▶ Saved data entries:
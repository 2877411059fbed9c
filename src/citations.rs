//! Citation Resolution Coordinator.
//!
//! Runs the interactive, one-at-a-time mismatch-resolution loop against the
//! bibliographic registry. A run bulk-verifies the ordered reference list,
//! filters the verdicts down to the ones needing a human decision, and then
//! presents them strictly sequentially. Accepting a suggestion splices it
//! into the reference list at the item's original position and refreshes the
//! current fingerprints; keeping leaves the reference as detected. The run
//! ends in Done (earning the `Standardize Citations` checklist entry) or
//! falls back to Idle if the registry call fails.

use regex::Regex;
use std::sync::OnceLock;

use crate::error::{EngineError, EngineResult};
use crate::services::{ReferenceCheck, ReferenceStatus, RegistryService};
use crate::session::{Phase, SessionRecord};

/// Checklist entry earned by a resolution run reaching Done.
pub const STANDARDIZE_CITATIONS: &str = "Standardize Citations";

/// One registry verdict that needs a human decision. Transient: exists only
/// during an active run and is discarded once resolved.
#[derive(Debug, Clone)]
pub struct ResolutionItem {
    /// Position in the session's reference list, for in-place replacement.
    pub original_index: usize,
    pub original: String,
    pub suggestion: Option<String>,
    pub score: Option<f64>,
    pub status: ReferenceStatus,
}

#[derive(Debug, Clone)]
pub enum ResolutionState {
    Idle,
    Checking,
    Resolving {
        items: Vec<ResolutionItem>,
        index: usize,
    },
    Done,
}

#[derive(Debug, Clone, Copy, PartialEq, Eq)]
pub enum Choice {
    Accept,
    Keep,
}

pub struct CitationCoordinator {
    state: ResolutionState,
}

impl Default for CitationCoordinator {
    fn default() -> Self {
        CitationCoordinator::new()
    }
}

impl CitationCoordinator {
    pub fn new() -> Self {
        CitationCoordinator {
            state: ResolutionState::Idle,
        }
    }

    pub fn state(&self) -> &ResolutionState {
        &self.state
    }

    pub fn is_done(&self) -> bool {
        matches!(self.state, ResolutionState::Done)
    }

    /// The item currently awaiting a decision, with its 1-based position and
    /// the run's total count.
    pub fn current_item(&self) -> Option<(usize, usize, &ResolutionItem)> {
        match &self.state {
            ResolutionState::Resolving { items, index } => {
                items.get(*index).map(|item| (*index + 1, items.len(), item))
            }
            _ => None,
        }
    }

    /// Start a run: bulk-verify the reference list and enter Resolving on
    /// the first filtered item, or go straight to Done when there is nothing
    /// to resolve. A registry failure returns the coordinator to Idle with
    /// the checklist entry unearned.
    pub fn start(
        &mut self,
        session: &mut SessionRecord,
        registry: &dyn RegistryService,
    ) -> EngineResult<()> {
        session.require_phase(Phase::CompliancePending, "standardize citations")?;
        if !matches!(self.state, ResolutionState::Idle) {
            return Err(EngineError::validation(
                "citation resolution",
                "a resolution run is already active",
            ));
        }

        if session.metadata.references.is_empty() {
            tracing::info!("no references to verify");
            self.complete(session);
            return Ok(());
        }

        self.state = ResolutionState::Checking;
        let results = match registry.verify(&session.metadata.references) {
            Ok(results) => results,
            Err(err) => {
                self.state = ResolutionState::Idle;
                return Err(err);
            }
        };

        let items = filter_mismatches(&results);
        tracing::info!(
            references = results.len(),
            mismatches = items.len(),
            "registry verification complete"
        );
        if items.is_empty() {
            self.complete(session);
        } else {
            self.state = ResolutionState::Resolving { items, index: 0 };
        }
        Ok(())
    }

    /// Apply one human decision to the presented item and move on. Exactly N
    /// decisions take a run with N filtered items from Resolving(0) to Done.
    pub fn resolve(&mut self, session: &mut SessionRecord, choice: Choice) -> EngineResult<()> {
        let ResolutionState::Resolving { items, index } = &self.state else {
            return Err(EngineError::validation(
                "citation resolution",
                "no item is awaiting a decision",
            ));
        };
        let item = &items[*index];

        if choice == Choice::Accept {
            let Some(suggestion) = item.suggestion.clone() else {
                return Err(EngineError::validation(
                    "citation resolution",
                    "this item has no suggestion to accept",
                ));
            };
            let mut metadata = session.metadata.clone();
            metadata.references[item.original_index] = suggestion;
            session.commit_metadata(metadata)?;
        }

        let next = index + 1;
        match &mut self.state {
            ResolutionState::Resolving { items, index } if next < items.len() => {
                *index = next;
            }
            _ => self.complete(session),
        }
        Ok(())
    }

    fn complete(&mut self, session: &mut SessionRecord) {
        self.state = ResolutionState::Done;
        session.record_fix(STANDARDIZE_CITATIONS);
    }
}

/// Keep the verdicts that need a decision, preserving original list order
/// and index correspondence. `verified`, `not_found`, and `error` verdicts
/// are never presented.
fn filter_mismatches(results: &[ReferenceCheck]) -> Vec<ResolutionItem> {
    results
        .iter()
        .enumerate()
        .filter(|(_, check)| {
            matches!(
                check.status,
                ReferenceStatus::Mismatch | ReferenceStatus::LowConfidence
            )
        })
        .map(|(original_index, check)| ResolutionItem {
            original_index,
            original: check.original.clone(),
            suggestion: check.suggestion.clone(),
            score: check.score,
            status: check.status,
        })
        .collect()
}

/// Split a pasted bibliography block into an ordered reference list.
///
/// Splits on numbered items (`[1]`, `1.`), an author-year line start
/// (`Name, A. (2020)`), or blank lines; fragments of 15 characters or fewer
/// are dropped as noise.
pub fn split_references(block: &str) -> Vec<String> {
    static START: OnceLock<Regex> = OnceLock::new();
    let start = START.get_or_init(|| {
        Regex::new(r"^(?:\[\d+\]|\d+\.|[A-Z][a-z]+,?\s+[A-Z]\.?\s*\(?\d{4}\)?)")
            .unwrap_or_else(|err| panic!("reference start regex: {err}"))
    });

    let mut references = Vec::new();
    let mut current = String::new();
    let mut flush = |current: &mut String| {
        if current.len() > 15 {
            references.push(current.clone());
        }
        current.clear();
    };
    for line in block.lines() {
        let line = line.trim();
        if line.is_empty() || start.is_match(line) {
            flush(&mut current);
        }
        if !line.is_empty() {
            if !current.is_empty() {
                current.push(' ');
            }
            current.push_str(line);
        }
    }
    flush(&mut current);
    references
}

▶ What needs to be done: The answer must restate all of the entries exactly.

▶ Exercise result:
repository 2877411059fbed9c
filename src/citations.rs
//! Citation Resolution Coordinator.
//!
//! Runs the interactive, one-at-a-time mismatch-resolution loop against the
//! bibliographic registry. A run bulk-verifies the ordered reference list,
//! filters the verdicts down to the ones needing a human decision, and then
//! presents them strictly sequentially. Accepting a suggestion splices it
//! into the reference list at the item's original position and refreshes the
//! current fingerprints; keeping leaves the reference as detected. The run
//! ends in Done (earning the `Standardize Citations` checklist entry) or
//! falls back to Idle if the registry call fails.

use regex::Regex;
use std::sync::OnceLock;

use crate::error::{EngineError, EngineResult};
use crate::services::{ReferenceCheck, ReferenceStatus, RegistryService};
use crate::session::{Phase, SessionRecord};

/// Checklist entry earned by a resolution run reaching Done.
pub const STANDARDIZE_CITATIONS: &str = "Standardize Citations";

/// One registry verdict that needs a human decision. Transient: exists only
/// during an active run and is discarded once resolved.
#[derive(Debug, Clone)]
pub struct ResolutionItem {
    /// Position in the session's reference list, for in-place replacement.
    pub original_index: usize,
    pub original: String,
    pub suggestion: Option<String>,
    pub score: Option<f64>,
    pub status: ReferenceStatus,
}

#[derive(Debug, Clone)]
pub enum ResolutionState {
    Idle,
    Checking,
    Resolving {
        items: Vec<ResolutionItem>,
        index: usize,
    },
    Done,
}

#[derive(Debug, Clone, Copy, PartialEq, Eq)]
pub enum Choice {
    Accept,
    Keep,
}

pub struct CitationCoordinator {
    state: ResolutionState,
}

impl Default for CitationCoordinator {
    fn default() -> Self {
        CitationCoordinator::new()
    }
}

impl CitationCoordinator {
    pub fn new() -> Self {
        CitationCoordinator {
            state: ResolutionState::Idle,
        }
    }

    pub fn state(&self) -> &ResolutionState {
        &self.state
    }

    pub fn is_done(&self) -> bool {
        matches!(self.state, ResolutionState::Done)
    }

    /// The item currently awaiting a decision, with its 1-based position and
    /// the run's total count.
    pub fn current_item(&self) -> Option<(usize, usize, &ResolutionItem)> {
        match &self.state {
            ResolutionState::Resolving { items, index } => {
                items.get(*index).map(|item| (*index + 1, items.len(), item))
            }
            _ => None,
        }
    }

    /// Start a run: bulk-verify the reference list and enter Resolving on
    /// the first filtered item, or go straight to Done when there is nothing
    /// to resolve. A registry failure returns the coordinator to Idle with
    /// the checklist entry unearned.
    pub fn start(
        &mut self,
        session: &mut SessionRecord,
        registry: &dyn RegistryService,
    ) -> EngineResult<()> {
        session.require_phase(Phase::CompliancePending, "standardize citations")?;
        if !matches!(self.state, ResolutionState::Idle) {
            return Err(EngineError::validation(
                "citation resolution",
                "a resolution run is already active",
            ));
        }

        if session.metadata.references.is_empty() {
            tracing::info!("no references to verify");
            self.complete(session);
            return Ok(());
        }

        self.state = ResolutionState::Checking;
        let results = match registry.verify(&session.metadata.references) {
            Ok(results) => results,
            Err(err) => {
                self.state = ResolutionState::Idle;
                return Err(err);
            }
        };

        let items = filter_mismatches(&results);
        tracing::info!(
            references = results.len(),
            mismatches = items.len(),
            "registry verification complete"
        );
        if items.is_empty() {
            self.complete(session);
        } else {
            self.state = ResolutionState::Resolving { items, index: 0 };
        }
        Ok(())
    }

    /// Apply one human decision to the presented item and move on. Exactly N
    /// decisions take a run with N filtered items from Resolving(0) to Done.
    pub fn resolve(&mut self, session: &mut SessionRecord, choice: Choice) -> EngineResult<()> {
        let ResolutionState::Resolving { items, index } = &self.state else {
            return Err(EngineError::validation(
                "citation resolution",
                "no item is awaiting a decision",
            ));
        };
        let item = &items[*index];

        if choice == Choice::Accept {
            let Some(suggestion) = item.suggestion.clone() else {
                return Err(EngineError::validation(
                    "citation resolution",
                    "this item has no suggestion to accept",
                ));
            };
            let mut metadata = session.metadata.clone();
            metadata.references[item.original_index] = suggestion;
            session.commit_metadata(metadata)?;
        }

        let next = index + 1;
        match &mut self.state {
            ResolutionState::Resolving { items, index } if next < items.len() => {
                *index = next;
            }
            _ => self.complete(session),
        }
        Ok(())
    }

    fn complete(&mut self, session: &mut SessionRecord) {
        self.state = ResolutionState::Done;
        session.record_fix(STANDARDIZE_CITATIONS);
    }
}

/// Keep the verdicts that need a decision, preserving original list order
/// and index correspondence. `verified`, `not_found`, and `error` verdicts
/// are never presented.
fn filter_mismatches(results: &[ReferenceCheck]) -> Vec<ResolutionItem> {
    results
        .iter()
        .enumerate()
        .filter(|(_, check)| {
            matches!(
                check.status,
                ReferenceStatus::Mismatch | ReferenceStatus::LowConfidence
            )
        })
        .map(|(original_index, check)| ResolutionItem {
            original_index,
            original: check.original.clone(),
            suggestion: check.suggestion.clone(),
            score: check.score,
            status: check.status,
        })
        .collect()
}

/// Split a pasted bibliography block into an ordered reference list.
///
/// Splits on numbered items (`[1]`, `1.`), an author-year line start
/// (`Name, A. (2020)`), or blank lines; fragments of 15 characters or fewer
/// are dropped as noise.
pub fn split_references(block: &str) -> Vec<String> {
    static START: OnceLock<Regex> = OnceLock::new();
    let start = START.get_or_init(|| {
        Regex::new(r"^(?:\[\d+\]|\d+\.|[A-Z][a-z]+,?\s+[A-Z]\.?\s*\(?\d{4}\)?)")
            .unwrap_or_else(|err| panic!("reference start regex: {err}"))
    });

    let mut references = Vec::new();
    let mut current = String::new();
    let mut flush = |current: &mut String| {
        if current.len() > 15 {
            references.push(current.clone());
        }
        current.clear();
    };
    for line in block.lines() {
        let line = line.trim();
        if line.is_empty() || start.is_match(line) {
            flush(&mut current);
        }
        if !line.is_empty() {
            if !current.is_empty() {
                current.push(' ');
            }
            current.push_str(line);
        }
    }
    flush(&mut current);
    references
}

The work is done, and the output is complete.